=== RECORDS SUPPLIED ===

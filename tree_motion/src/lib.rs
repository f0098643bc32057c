//! # tree_motion
//!
//! Real-time choreography for the particle tree.
//!
//! * [`signal`]: the shared mode/steering/gesture state and its
//!   read-once-per-frame snapshot.
//! * [`animator`]: one [`GroupAnimator`] per particle group: eases between
//!   the tree and explode layouts, spins the group, pulses and tumbles each
//!   particle, and writes an [`InstanceBatch`].
//! * [`gesture`]: the 21-landmark FIST / PALM / UNKNOWN rule and its effect
//!   on the signal.
//!
//! ## Frame loop
//!
//! ```rust
//! use tree_motion::{
//!     Direction, FrameInput, GroupAnimator, Material, Mode, ModeSignal, ParticleGroup,
//! };
//! use tree_formation::Role;
//!
//! let signal = ModeSignal::shared();
//! let mut ribbon = GroupAnimator::new(
//!     ParticleGroup { count: 500, role: Role::Ribbon, base_scale: 0.05, direction: Direction::Clockwise },
//!     Material::for_role(Role::Ribbon, 0xFFFFFF),
//! );
//!
//! signal.set_mode(Mode::Exploded);
//! let mut elapsed = 0.0;
//! for _ in 0..60 {
//!     elapsed += 1.0 / 60.0;
//!     ribbon.step(&FrameInput { delta: 1.0 / 60.0, elapsed, signal: signal.snapshot() });
//! }
//! assert!(ribbon.blend_factor() > 0.8);
//! ```

pub mod animator;
pub mod batch;
pub mod error;
pub mod gesture;
pub mod signal;

pub use animator::{
    base_angular_speed, ease, motion_clock, wrap_angle, AnimationState, Direction, FrameInput,
    GroupAnimator, MotionTuning, ParticleGroup, EASE_RATE, MOTION_PERIOD, RATE_EASE, STEERING_GAIN,
};
pub use batch::{rgb_channels, InstanceBatch, InstanceTransform, Material};
pub use error::{MotionError, Result};
pub use gesture::{apply_observation, classify, Classification, HandLandmarks, LANDMARK_COUNT};
pub use signal::{GestureLabel, GestureReading, Mode, ModeSignal, SharedSignal, SignalSnapshot};
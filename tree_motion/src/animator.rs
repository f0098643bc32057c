//! Particle group animator, the per-frame core.
//!
//! Each group owns its formation, a tiny [`AnimationState`] and an
//! [`InstanceBatch`].  Every frame:
//!
//! 1. `blend` eases toward the mode's endpoint (first-order low-pass).
//! 2. The angular rate eases toward `base · direction + steering · gain`,
//!    and the group angle integrates it.
//! 3. Every particle is lerped between its two layouts, spun about +Y,
//!    scaled by its jitter and pulse, oriented, and written to the batch.
//!
//! Step 3 touches no shared mutable state and runs data-parallel.

use std::f32::consts::{PI, TAU};

use glam::{EulerRot, Quat, Vec3};
use log::debug;
use rayon::prelude::*;
use tree_formation::{generate, FormationPair, Role};

use crate::batch::{InstanceBatch, InstanceTransform, Material};
use crate::error::{MotionError, Result};
use crate::signal::{Mode, SignalSnapshot};

/// Blend easing rate, per second.
pub const EASE_RATE:     f32 = 2.0;
/// Angular-rate easing rate, per second.
pub const RATE_EASE:     f32 = 4.0;
/// Radians per second added per unit of steering offset.
pub const STEERING_GAIN: f32 = 5.0;

// ════════════════════════════════════════════════════════════════════════════
// Group description
// ════════════════════════════════════════════════════════════════════════════

/// Spin direction about +Y.
#[derive(Clone, Copy, Debug, PartialEq, Eq)]
pub enum Direction {
    CounterClockwise,
    Clockwise,
}

impl Direction {
    pub fn sign(self) -> f32 {
        match self {
            Direction::CounterClockwise =>  1.0,
            Direction::Clockwise        => -1.0,
        }
    }
}

/// Immutable description of one particle group.
#[derive(Clone, Copy, Debug, PartialEq)]
pub struct ParticleGroup {
    pub count:      usize,
    pub role:       Role,
    pub base_scale: f32,
    pub direction:  Direction,
}

/// Idle spin speed in rad/s.  Ribbon and ornaments run on the faster tier.
pub fn base_angular_speed(role: Role) -> f32 {
    match role {
        Role::Ribbon | Role::Ornament => 0.2,
        Role::Foliage                 => 0.15,
    }
}

// ════════════════════════════════════════════════════════════════════════════
// Procedural motion
// ════════════════════════════════════════════════════════════════════════════

/// Common period of every procedural sinusoid, in seconds.  Pulse,
/// tumble, topper and sparkle frequencies all divide `2π / MOTION_PERIOD`
/// into whole cycles, so a clock reduced modulo it drives the same motion.
pub const MOTION_PERIOD: f64 = 20.0 * std::f64::consts::PI;

/// Session time folded into `[0, MOTION_PERIOD)` so f32 trig keeps
/// sub-frame resolution however long the scene has been running.
pub fn motion_clock(elapsed: f64) -> f32 {
    elapsed.rem_euclid(MOTION_PERIOD) as f32
}

/// Angle folded into `[-π, π)`.  The sign of small angles is kept.
pub fn wrap_angle(angle: f32) -> f32 {
    (angle + PI).rem_euclid(TAU) - PI
}

/// `current` moved toward `target` by `min(1, delta · rate)` of the gap.
/// Frame-rate independent and asymptotic.
pub fn ease(current: f32, target: f32, delta: f32, rate: f32) -> f32 {
    let k = (delta.max(0.0) * rate).min(1.0);
    current + (target - current) * k
}

/// A sinusoidal scale pulse `base + amplitude · sin(frequency · t + phase)`.
#[derive(Clone, Copy, Debug, PartialEq)]
pub struct Pulse {
    pub base:      f32,
    pub amplitude: f32,
    pub frequency: f32,
}

impl Pulse {
    pub fn at(&self, elapsed: f32, phase: f32) -> f32 {
        self.base + self.amplitude * (self.frequency * elapsed + phase).sin()
    }

    pub fn min(&self) -> f32 { self.base - self.amplitude }
    pub fn max(&self) -> f32 { self.base + self.amplitude }
}

/// Breathing pulse for every role while exploded.
pub const EXPLODED_PULSE: Pulse = Pulse { base: 0.6, amplitude: 0.4, frequency: 2.0 };
/// Twinkle for ornaments and ribbon while assembled.
pub const ACCENT_PULSE:   Pulse = Pulse { base: 0.8, amplitude: 0.4, frequency: 3.0 };

/// Scale multiplier for one particle.  Always strictly positive.
pub fn pulse_factor(role: Role, mode: Mode, elapsed: f32, phase: f32) -> f32 {
    match (mode, role) {
        (Mode::Exploded, _)              => EXPLODED_PULSE.at(elapsed, phase),
        (Mode::Assembled, Role::Foliage) => 1.0,
        (Mode::Assembled, _)             => ACCENT_PULSE.at(elapsed, phase),
    }
}

/// Tumbling orientation.  Foliage and ribbon spin on three axes at
/// different rates; ornaments stay upright.
pub fn orientation(role: Role, elapsed: f32, phase: f32) -> Quat {
    match role {
        Role::Ornament => Quat::IDENTITY,
        Role::Foliage | Role::Ribbon => Quat::from_euler(
            EulerRot::XYZ,
            elapsed * 0.5 + phase,
            elapsed * 0.3 + phase,
            elapsed * 0.1 + phase,
        ),
    }
}

// ════════════════════════════════════════════════════════════════════════════
// AnimationState / FrameInput
// ════════════════════════════════════════════════════════════════════════════

/// Smoothed per-group scalars.
#[derive(Clone, Copy, Debug, PartialEq)]
pub struct AnimationState {
    /// 0 = tree layout, 1 = explode layout.
    pub blend:        f32,
    /// Group rotation about +Y, radians, kept in `[-π, π)`.
    pub angle:        f32,
    /// Smoothed angular velocity, rad/s.
    pub angular_rate: f32,
}

/// Per-frame inputs shared by every animator.
#[derive(Clone, Copy, Debug, Default, PartialEq)]
pub struct FrameInput {
    /// Seconds since the previous frame.
    pub delta:   f32,
    /// Procedural clock in seconds, see [`motion_clock`].
    pub elapsed: f32,
    pub signal:  SignalSnapshot,
}

/// Rates behind the two low-pass filters.
#[derive(Clone, Copy, Debug, PartialEq)]
pub struct MotionTuning {
    pub ease_rate:     f32,
    pub rate_ease:     f32,
    pub steering_gain: f32,
}

impl Default for MotionTuning {
    fn default() -> Self {
        MotionTuning {
            ease_rate:     EASE_RATE,
            rate_ease:     RATE_EASE,
            steering_gain: STEERING_GAIN,
        }
    }
}

// ════════════════════════════════════════════════════════════════════════════
// GroupAnimator
// ════════════════════════════════════════════════════════════════════════════

pub struct GroupAnimator {
    group:     ParticleGroup,
    formation: FormationPair,
    state:     AnimationState,
    batch:     InstanceBatch,
    tuning:    MotionTuning,
}

impl GroupAnimator {
    /// Build a group with a freshly generated formation.
    pub fn new(group: ParticleGroup, material: Material) -> Self {
        let formation = generate(group.count, group.role);
        Self::build(group, material, formation)
    }

    /// Build a group around an existing formation, which must hold exactly
    /// `group.count` particles.
    pub fn with_formation(
        group:     ParticleGroup,
        material:  Material,
        formation: FormationPair,
    ) -> Result<Self> {
        if formation.len() != group.count {
            return Err(MotionError::FormationMismatch {
                expected: group.count,
                actual:   formation.len(),
            });
        }
        Ok(Self::build(group, material, formation))
    }

    fn build(group: ParticleGroup, material: Material, formation: FormationPair) -> Self {
        let mut batch = InstanceBatch::new(group.count, material);
        // Until the first frame, show the assembled tree at base scale.
        for (out, &p) in batch.begin_write().iter_mut().zip(formation.tree()) {
            *out = InstanceTransform {
                translation: p,
                rotation:    Quat::IDENTITY,
                scale:       group.base_scale,
            };
        }
        debug!("{} group ready with {} instances", group.role.name(), group.count);

        GroupAnimator {
            state: AnimationState {
                blend:        0.0,
                angle:        0.0,
                angular_rate: base_angular_speed(group.role) * group.direction.sign(),
            },
            group,
            formation,
            batch,
            tuning: MotionTuning::default(),
        }
    }

    /// Replace the easing rates and steering gain.
    pub fn with_tuning(mut self, tuning: MotionTuning) -> Self {
        self.tuning = tuning;
        self
    }

    // ── per-frame ─────────────────────────────────────────────────────────

    /// Advance the smoothed scalars and rewrite every instance transform.
    pub fn step(&mut self, frame: &FrameInput) {
        if self.group.count == 0 {
            return;
        }

        let dt   = frame.delta.max(0.0);
        let role = self.group.role;
        let st   = &mut self.state;

        st.blend = ease(st.blend, frame.signal.mode.target_blend(), dt, self.tuning.ease_rate);

        let target_rate = base_angular_speed(role) * self.group.direction.sign()
            + frame.signal.steering_offset * self.tuning.steering_gain;
        st.angular_rate = ease(st.angular_rate, target_rate, dt, self.tuning.rate_ease);
        st.angle = wrap_angle(st.angle + st.angular_rate * dt);

        let blend          = st.blend;
        let (sin_r, cos_r) = st.angle.sin_cos();
        let base_scale     = self.group.base_scale;
        let mode           = frame.signal.mode;
        let elapsed        = frame.elapsed;

        let tree    = self.formation.tree();
        let explode = self.formation.explode();
        let phase   = self.formation.phase();
        let jitter  = self.formation.scale_jitter();

        self.batch.begin_write()
            .par_iter_mut()
            .enumerate()
            .for_each(|(i, out)| {
                let p = tree[i].lerp(explode[i], blend);
                let translation = Vec3::new(
                    p.x * cos_r - p.z * sin_r,
                    p.y,
                    p.x * sin_r + p.z * cos_r,
                );
                let scale = base_scale
                    * (0.5 + 0.5 * jitter[i])
                    * pulse_factor(role, mode, elapsed, phase[i]);

                *out = InstanceTransform {
                    translation,
                    rotation: orientation(role, elapsed, phase[i]),
                    scale,
                };
            });
    }

    // ── accessors ─────────────────────────────────────────────────────────

    pub fn group(&self)     -> &ParticleGroup   { &self.group }
    pub fn formation(&self) -> &FormationPair   { &self.formation }
    pub fn state(&self)     -> &AnimationState  { &self.state }
    pub fn batch(&self)     -> &InstanceBatch   { &self.batch }
    pub fn batch_mut(&mut self) -> &mut InstanceBatch { &mut self.batch }

    pub fn tuning(&self)    -> &MotionTuning    { &self.tuning }

    pub fn blend_factor(&self)   -> f32 { self.state.blend }
    pub fn rotation_angle(&self) -> f32 { self.state.angle }
}

// ════════════════════════════════════════════════════════════════════════════
// Tests
// ════════════════════════════════════════════════════════════════════════════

=== ASSIGNMENT ===
Please filter the listing down to lines that include the word "AnimationState".

=== TASK SOLUTION ===
    base_angular_speed, ease, motion_clock, wrap_angle, AnimationState, Direction, FrameInput,
//! Each group owns its formation, a tiny [`AnimationState`] and an
// AnimationState / FrameInput
pub struct AnimationState {
    state:     AnimationState,
            state: AnimationState {
    pub fn state(&self)     -> &AnimationState  { &self.state }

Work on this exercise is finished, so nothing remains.